**** DATA SHOWN ****

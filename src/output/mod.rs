//! Output module for progress reporting and run statistics
//!
//! This module handles:
//! - The progress sink interface consumed by the localization pipeline
//! - Accumulating the textual progress log returned to callers
//! - Recording and displaying per-run statistics

mod progress;
pub mod stats;

pub use progress::{NullSink, ProgressLog, ProgressSink, Severity, TracingSink};
pub use stats::{print_statistics, LocalizationStats};
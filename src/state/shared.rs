//! Concurrent state shared by the coordinator loops and download workers

use dashmap::{DashMap, DashSet};
use std::collections::HashMap;
use std::sync::atomic::{AtomicUsize, Ordering};
use tokio::sync::Notify;

/// URLs already scheduled for download during one run
#[derive(Debug, Default)]
pub struct ProcessedSet {
    urls: DashSet<String>,
}

impl ProcessedSet {
    pub fn new() -> Self {
        Self::default()
    }

    /// Atomically marks `url` as scheduled
    ///
    /// Returns true only for the first caller; every later call for the same
    /// URL returns false.
    pub fn insert_new(&self, url: &str) -> bool {
        self.urls.insert(url.to_string())
    }

    pub fn contains(&self, url: &str) -> bool {
        self.urls.contains(url)
    }

    pub fn len(&self) -> usize {
        self.urls.len()
    }

    pub fn is_empty(&self) -> bool {
        self.urls.is_empty()
    }
}

/// Localized URLs mapped to the public paths that replace them
///
/// Entries are only ever added during a run.
#[derive(Debug, Default)]
pub struct ReferenceMap {
    entries: DashMap<String, String>,
}

impl ReferenceMap {
    pub fn new() -> Self {
        Self::default()
    }

    /// Records that `url` is now served at `public_path`
    pub fn insert(&self, url: impl Into<String>, public_path: impl Into<String>) {
        self.entries.insert(url.into(), public_path.into());
    }

    pub fn get(&self, url: &str) -> Option<String> {
        self.entries.get(url).map(|entry| entry.value().clone())
    }

    pub fn len(&self) -> usize {
        self.entries.len()
    }

    pub fn is_empty(&self) -> bool {
        self.entries.is_empty()
    }

    /// Copies the current entries into a plain map
    pub fn snapshot(&self) -> HashMap<String, String> {
        self.entries
            .iter()
            .map(|entry| (entry.key().clone(), entry.value().clone()))
            .collect()
    }
}

/// Count of scan and download units that have not finished yet
///
/// The run is quiescent when the count returns to zero. Every increment must
/// happen before the unit it accounts for is handed to another task.
#[derive(Debug, Default)]
pub struct PendingCounter {
    count: AtomicUsize,
    zero: Notify,
}

impl PendingCounter {
    pub fn new() -> Self {
        Self::default()
    }

    pub fn increment(&self) {
        self.count.fetch_add(1, Ordering::SeqCst);
    }

    /// Marks one unit finished and wakes waiters when none remain
    pub fn decrement(&self) {
        let previous = self
            .count
            .fetch_update(Ordering::SeqCst, Ordering::SeqCst, |n| n.checked_sub(1));

        match previous {
            Ok(1) => self.zero.notify_waiters(),
            Ok(_) => {}
            Err(_) => tracing::warn!("Pending counter decremented below zero"),
        }
    }

    pub fn get(&self) -> usize {
        self.count.load(Ordering::SeqCst)
    }

    /// Waits until the count is zero
    ///
    /// Returns immediately if it already is.
    pub async fn wait_for_zero(&self) {
        loop {
            let notified = self.zero.notified();
            tokio::pin!(notified);
            // Register before checking so a concurrent decrement is not missed
            notified.as_mut().enable();

            if self.get() == 0 {
                return;
            }
            notified.await;
        }
    }
}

****

- REQUIREMENT
All of the material should be given again, character for character.

- FINISHED TASK
filename src/output/mod.rs
//! Output module for progress reporting and run statistics
//!
//! This module handles:
//! - The progress sink interface consumed by the localization pipeline
//! - Accumulating the textual progress log returned to callers
//! - Recording and displaying per-run statistics

mod progress;
pub mod stats;

pub use progress::{NullSink, ProgressLog, ProgressSink, Severity, TracingSink};
pub use stats::{print_statistics, LocalizationStats};
filename src/state/shared.rs
//! Concurrent state shared by the coordinator loops and download workers

use dashmap::{DashMap, DashSet};
use std::collections::HashMap;
use std::sync::atomic::{AtomicUsize, Ordering};
use tokio::sync::Notify;

/// URLs already scheduled for download during one run
#[derive(Debug, Default)]
pub struct ProcessedSet {
    urls: DashSet<String>,
}

impl ProcessedSet {
    pub fn new() -> Self {
        Self::default()
    }

    /// Atomically marks `url` as scheduled
    ///
    /// Returns true only for the first caller; every later call for the same
    /// URL returns false.
    pub fn insert_new(&self, url: &str) -> bool {
        self.urls.insert(url.to_string())
    }

    pub fn contains(&self, url: &str) -> bool {
        self.urls.contains(url)
    }

    pub fn len(&self) -> usize {
        self.urls.len()
    }

    pub fn is_empty(&self) -> bool {
        self.urls.is_empty()
    }
}

/// Localized URLs mapped to the public paths that replace them
///
/// Entries are only ever added during a run.
#[derive(Debug, Default)]
pub struct ReferenceMap {
    entries: DashMap<String, String>,
}

impl ReferenceMap {
    pub fn new() -> Self {
        Self::default()
    }

    /// Records that `url` is now served at `public_path`
    pub fn insert(&self, url: impl Into<String>, public_path: impl Into<String>) {
        self.entries.insert(url.into(), public_path.into());
    }

    pub fn get(&self, url: &str) -> Option<String> {
        self.entries.get(url).map(|entry| entry.value().clone())
    }

    pub fn len(&self) -> usize {
        self.entries.len()
    }

    pub fn is_empty(&self) -> bool {
        self.entries.is_empty()
    }

    /// Copies the current entries into a plain map
    pub fn snapshot(&self) -> HashMap<String, String> {
        self.entries
            .iter()
            .map(|entry| (entry.key().clone(), entry.value().clone()))
            .collect()
    }
}

/// Count of scan and download units that have not finished yet
///
/// The run is quiescent when the count returns to zero. Every increment must
/// happen before the unit it accounts for is handed to another task.
#[derive(Debug, Default)]
pub struct PendingCounter {
    count: AtomicUsize,
    zero: Notify,
}

impl PendingCounter {
    pub fn new() -> Self {
        Self::default()
    }

    pub fn increment(&self) {
        self.count.fetch_add(1, Ordering::SeqCst);
    }

    /// Marks one unit finished and wakes waiters when none remain
    pub fn decrement(&self) {
        let previous = self
            .count
            .fetch_update(Ordering::SeqCst, Ordering::SeqCst, |n| n.checked_sub(1));

        match previous {
            Ok(1) => self.zero.notify_waiters(),
            Ok(_) => {}
            Err(_) => tracing::warn!("Pending counter decremented below zero"),
        }
    }

    pub fn get(&self) -> usize {
        self.count.load(Ordering::SeqCst)
    }

    /// Waits until the count is zero
    ///
    /// Returns immediately if it already is.
    pub async fn wait_for_zero(&self) {
        loop {
            let notified = self.zero.notified();
            tokio::pin!(notified);
            // Register before checking so a concurrent decrement is not missed
            notified.as_mut().enable();

            if self.get() == 0 {
                return;
            }
            notified.await;
        }
    }
}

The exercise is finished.